PROMPT -
If a line in the entries below contains "struct", copy it.

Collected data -
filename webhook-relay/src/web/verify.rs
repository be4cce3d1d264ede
//! Verification handshake.
//!
//! Before enabling delivery the platform sends a GET carrying
//! `hub.mode`, `hub.verify_token` and `hub.challenge`. The relay proves it
//! knows the shared secret by echoing the challenge back.

use serde::Deserialize;

/// The only mode the dispatcher uses for a subscription handshake.
pub const SUBSCRIBE_MODE: &str = "subscribe";

/// Query parameters of one verification request.
///
/// Every field is optional so that a missing parameter is a failed
/// verification rather than an extractor rejection.
#[derive(Debug, Default, Deserialize)]
pub struct VerificationChallenge {
    #[serde(default, rename = "hub.mode")]
    pub mode: Option<String>,
    #[serde(default, rename = "hub.verify_token")]
    pub verify_token: Option<String>,
    #[serde(default, rename = "hub.challenge")]
    pub challenge: Option<String>,
}

impl VerificationChallenge {
    /// Check the challenge against the configured secret.
    ///
    /// Returns the challenge to echo when the mode is `subscribe` and the
    /// token matches exactly. A missing `hub.challenge` echoes an empty body.
    pub fn verify(self, expected_token: &str) -> Option<String> {
        let mode_ok = self.mode.as_deref() == Some(SUBSCRIBE_MODE);
        let token_ok = self
            .verify_token
            .as_deref()
            .map(|provided| constant_time_compare(provided, expected_token))
            .unwrap_or(false);

        if mode_ok && token_ok {
            Some(self.challenge.unwrap_or_default())
        } else {
            None
        }
    }
}

/// Constant-time string comparison to prevent timing attacks.
fn constant_time_compare(a: &str, b: &str) -> bool {
    if a.len() != b.len() {
        return false;
    }

    let mut result = 0u8;
    for (x, y) in a.bytes().zip(b.bytes()) {
        result |= x ^ y;
    }
    result == 0
}

#[cfg(test)]
mod tests {
    use super::*;

    const SECRET: &str = "innovatehub_verify_2024";

    fn challenge(mode: Option<&str>, token: Option<&str>, challenge: Option<&str>) -> VerificationChallenge {
        VerificationChallenge {
            mode: mode.map(str::to_string),
            verify_token: token.map(str::to_string),
            challenge: challenge.map(str::to_string),
        }
    }

    #[test]
    fn test_verify_success_echoes_challenge() {
        let c = challenge(Some("subscribe"), Some(SECRET), Some("abc123"));
        assert_eq!(c.verify(SECRET), Some("abc123".to_string()));
    }

    #[test]
    fn test_verify_wrong_token() {
        let c = challenge(Some("subscribe"), Some("wrong"), Some("abc123"));
        assert_eq!(c.verify(SECRET), None);
    }

    #[test]
    fn test_verify_is_case_sensitive() {
        let c = challenge(Some("subscribe"), Some(&SECRET.to_uppercase()), Some("abc"));
        assert_eq!(c.verify(SECRET), None);

        let c = challenge(Some("Subscribe"), Some(SECRET), Some("abc"));
        assert_eq!(c.verify(SECRET), None);
    }

    #[test]
    fn test_verify_missing_fields() {
        assert_eq!(challenge(None, Some(SECRET), Some("abc")).verify(SECRET), None);
        assert_eq!(challenge(Some("subscribe"), None, Some("abc")).verify(SECRET), None);
        assert_eq!(VerificationChallenge::default().verify(SECRET), None);
    }

    #[test]
    fn test_verify_missing_challenge_echoes_empty() {
        let c = challenge(Some("subscribe"), Some(SECRET), None);
        assert_eq!(c.verify(SECRET), Some(String::new()));
    }

    #[test]
    fn test_constant_time_compare() {
        assert!(constant_time_compare("abc", "abc"));
        assert!(!constant_time_compare("abc", "abd"));
        assert!(!constant_time_compare("abc", "abcd"));
    }
}
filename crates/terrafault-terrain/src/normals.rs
use glam::Vec3;
use terrafault_core::math::{face_normal, magnitude, unit_vector};
use terrafault_core::types::NormalWeighting;

/// Per-vertex normals plus the number of vertices whose accumulated normal
/// had zero length.
#[derive(Debug, Clone, PartialEq)]
pub struct VertexNormals {
    /// Unit normals, or `Vec3::ZERO` for degenerate vertices.
    pub normals: Vec<Vec3>,
    pub degenerate_count: usize,
}

/// Face contribution added to each of the face's three vertices.
fn weighted_face_normal(v0: Vec3, v1: Vec3, v2: Vec3, weighting: NormalWeighting) -> Vec3 {
    let n = face_normal(v0, v1, v2);
    match weighting {
        NormalWeighting::SquaredArea => n * (0.5 * magnitude(n)),
        NormalWeighting::Area => n,
    }
}

/// Accumulate weighted face normals into their vertices, in face order, then
/// normalize.
///
/// Vertices touched by no face, or whose contributions cancel out, keep a
/// zero normal and are counted in `degenerate_count`.
pub fn compute_vertex_normals(
    positions: &[Vec3],
    faces: &[[u32; 3]],
    weighting: NormalWeighting,
) -> VertexNormals {
    let mut accum = vec![Vec3::ZERO; positions.len()];

    for &[i0, i1, i2] in faces {
        let (i0, i1, i2) = (i0 as usize, i1 as usize, i2 as usize);
        let contribution =
            weighted_face_normal(positions[i0], positions[i1], positions[i2], weighting);
        accum[i0] += contribution;
        accum[i1] += contribution;
        accum[i2] += contribution;
    }

    let mut degenerate_count = 0;
    let normals = accum
        .into_iter()
        .map(|n| {
            unit_vector(n).unwrap_or_else(|_| {
                degenerate_count += 1;
                Vec3::ZERO
            })
        })
        .collect();

    if degenerate_count > 0 {
        log::warn!(
            "Normals: {} vertices have zero-length normals, left as zero",
            degenerate_count
        );
    }

    VertexNormals {
        normals,
        degenerate_count,
    }
}
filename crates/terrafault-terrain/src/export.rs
//! Wavefront OBJ dump of a terrain's buffers.
//!
//! Writes `v` and `vn` records in vertex order followed by one `f` record per
//! triangle using 1-based `v//vn` references, so the output opens in common
//! mesh viewers and doubles as a readable buffer dump.

use std::io::{self, Write};
use std::path::Path;

use crate::Terrain;

/// Every OBJ line in output order, without trailing newlines.
fn obj_records(terrain: &Terrain) -> impl Iterator<Item = String> + '_ {
    let (min_z, max_z) = terrain.elevation_range();
    let header = format!(
        "# terrafault: {} vertices, {} faces, elevation [{}, {}]",
        terrain.num_vertices(),
        terrain.num_faces(),
        min_z,
        max_z
    );

    let vertices = terrain
        .positions()
        .iter()
        .map(|p| format!("v {} {} {}", p.x, p.y, p.z));
    let normals = terrain
        .normals()
        .iter()
        .map(|n| format!("vn {} {} {}", n.x, n.y, n.z));
    let faces = terrain.faces().iter().map(|&[a, b, c]| {
        let (a, b, c) = (a as u64 + 1, b as u64 + 1, c as u64 + 1);
        format!("f {a}//{a} {b}//{b} {c}//{c}")
    });

    std::iter::once(header)
        .chain(vertices)
        .chain(normals)
        .chain(faces)
}

pub fn write_obj<W: Write>(terrain: &Terrain, mut out: W) -> io::Result<()> {
    for line in obj_records(terrain) {
        writeln!(out, "{line}")?;
    }
    out.flush()
}

pub fn to_obj_string(terrain: &Terrain) -> String {
    obj_records(terrain).fold(String::new(), |mut buf, line| {
        buf.push_str(&line);
        buf.push('\n');
        buf
    })
}

/// Write the OBJ dump to `path`, creating parent directories as needed.
pub fn save_obj(terrain: &Terrain, path: &Path) -> io::Result<()> {
    if let Some(parent) = path.parent() {
        std::fs::create_dir_all(parent)?;
    }
    let file = std::fs::File::create(path)?;
    write_obj(terrain, io::BufWriter::new(file))?;
    log::info!("Wrote OBJ to {}", path.display());
    Ok(())
}

#[cfg(test)]
mod tests {
    use super::*;
    use terrafault_core::types::{GridBounds, ShapingParams, TerrainParams};

    fn flat_terrain(divisions: u32) -> Terrain {
        let params = TerrainParams {
            shaping: ShapingParams {
                passes: 0,
                ..ShapingParams::default()
            },
            ..TerrainParams::with_grid(divisions, GridBounds::new(0.0, 2.0, 0.0, 2.0))
        };
        Terrain::from_seed(params, 0).expect("valid params")
    }

    #[test]
    fn test_record_counts() {
        let terrain = flat_terrain(3);
        let obj = to_obj_string(&terrain);
        let count = |prefix: &str| obj.lines().filter(|l| l.starts_with(prefix)).count();
        assert_eq!(count("v "), 16);
        assert_eq!(count("vn "), 16);
        assert_eq!(count("f "), 18);
        assert!(obj.starts_with("# terrafault: 16 vertices, 18 faces"));
    }

    #[test]
    fn test_records_are_one_based() {
        let terrain = flat_terrain(1);
        let obj = to_obj_string(&terrain);
        let lines: Vec<&str> = obj.lines().collect();
        assert_eq!(lines[1], "v 0 0 0");
        assert_eq!(lines[4], "v 2 2 0");
        assert_eq!(lines[5], "vn 0 0 1");
        // Faces [0, 3, 2] and [0, 1, 3]
        assert_eq!(lines[9], "f 1//1 4//4 3//3");
        assert_eq!(lines[10], "f 1//1 2//2 4//4");
        assert_eq!(lines.len(), 11);
    }

    #[test]
    fn test_save_obj() {
        let terrain = flat_terrain(2);
        let dir = std::env::temp_dir().join(format!("terrafault-export-{}", std::process::id()));
        let path = dir.join("nested").join("flat.obj");
        save_obj(&terrain, &path).expect("should write");
        let contents = std::fs::read_to_string(&path).expect("should read back");
        assert_eq!(contents, to_obj_string(&terrain));
        let _ = std::fs::remove_dir_all(&dir);
    }

    struct FailingWriter;

    impl Write for FailingWriter {
        fn write(&mut self, _buf: &[u8]) -> io::Result<usize> {
            Err(io::Error::new(io::ErrorKind::BrokenPipe, "closed"))
        }

        fn flush(&mut self) -> io::Result<()> {
            Ok(())
        }
    }

    #[test]
    fn test_write_errors_propagate() {
        let terrain = flat_terrain(1);
        let err = write_obj(&terrain, FailingWriter).expect_err("writer is closed");
        assert_eq!(err.kind(), io::ErrorKind::BrokenPipe);
    }

    #[test]
    fn test_string_matches_writer_output() {
        let terrain = Terrain::from_seed(
            TerrainParams::with_grid(4, GridBounds::new(-1.0, 1.0, -1.0, 1.0)),
            11,
        )
        .expect("valid params");
        let mut buf = Vec::new();
        write_obj(&terrain, &mut buf).expect("vec writer");
        assert_eq!(String::from_utf8(buf).expect("utf8"), to_obj_string(&terrain));
        assert!(to_obj_string(&terrain).ends_with('\n'));
    }
}
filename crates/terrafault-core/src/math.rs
use crate::error::MathError;
use glam::Vec3;

/// Euclidean length of `v`.
pub fn magnitude(v: Vec3) -> f32 {
    v.length()
}

/// Unit vector in the direction of `v`.
///
/// Fails instead of returning NaN components when `v` has zero (or
/// underflowing, or non-finite) length.
pub fn unit_vector(v: Vec3) -> Result<Vec3, MathError> {
    let len = magnitude(v);
    if len <= 0.0 || !len.is_finite() {
        return Err(MathError::ZeroLengthVector);
    }
    Ok(v / len)
}

/// Projection of `b - p` onto the (not necessarily unit) plane normal `n`.
/// Negative when `b` lies behind the plane.
pub fn signed_plane_offset(p: Vec3, n: Vec3, b: Vec3) -> f32 {
    (b - p).dot(n)
}

/// Unsigned distance from point `b` to the plane through `p` with normal `n`.
pub fn point_plane_distance(p: Vec3, n: Vec3, b: Vec3) -> Result<f32, MathError> {
    let unit_normal = unit_vector(n)?;
    Ok(signed_plane_offset(p, unit_normal, b).abs())
}

/// Triangle normal `(v1 - v0) x (v2 - v0)`; its length is twice the triangle area.
pub fn face_normal(v0: Vec3, v1: Vec3, v2: Vec3) -> Vec3 {
    (v1 - v0).cross(v2 - v0)
}
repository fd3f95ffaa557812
use terrafault_core::types::{GridBounds, ShapingParams, TerrainParams};

/// Configuration for a single benchmark scene.
#[derive(Debug, Clone)]
pub struct SceneConfig {
    pub name: String,
    pub params: TerrainParams,
}

impl SceneConfig {
    pub fn new(name: impl Into<String>, params: TerrainParams) -> Self {
        Self {
            name: name.into(),
            params,
        }
    }
}

fn grid_scene(divisions: u32, passes: u32) -> SceneConfig {
    let params = TerrainParams {
        shaping: ShapingParams {
            passes,
            ..ShapingParams::default()
        },
        ..TerrainParams::with_grid(divisions, GridBounds::default())
    };
    SceneConfig::new(format!("{divisions}x{divisions}/{passes}p"), params)
}

/// Standard suite: grid sizes from 32 to 256 divisions at the default pass
/// count, plus a pass-heavy scene on the reference grid.
pub fn standard_scenes() -> Vec<SceneConfig> {
    vec![
        grid_scene(32, 300),
        grid_scene(64, 300),
        grid_scene(128, 300),
        grid_scene(256, 300),
        grid_scene(64, 1200),
    ]
}

/// Fault-vertex updates a scene performs: passes x vertices.
pub fn displacement_work(params: &TerrainParams) -> u64 {
    let per_side = params.vertices_per_side();
    params.shaping.passes as u64 * per_side * per_side
}
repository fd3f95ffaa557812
pub mod report;
pub mod runner;
pub mod scenes;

REPLY TO THE TASK -
pub struct VerificationChallenge {
pub struct VertexNormals {
    struct FailingWriter;
pub struct SceneConfig {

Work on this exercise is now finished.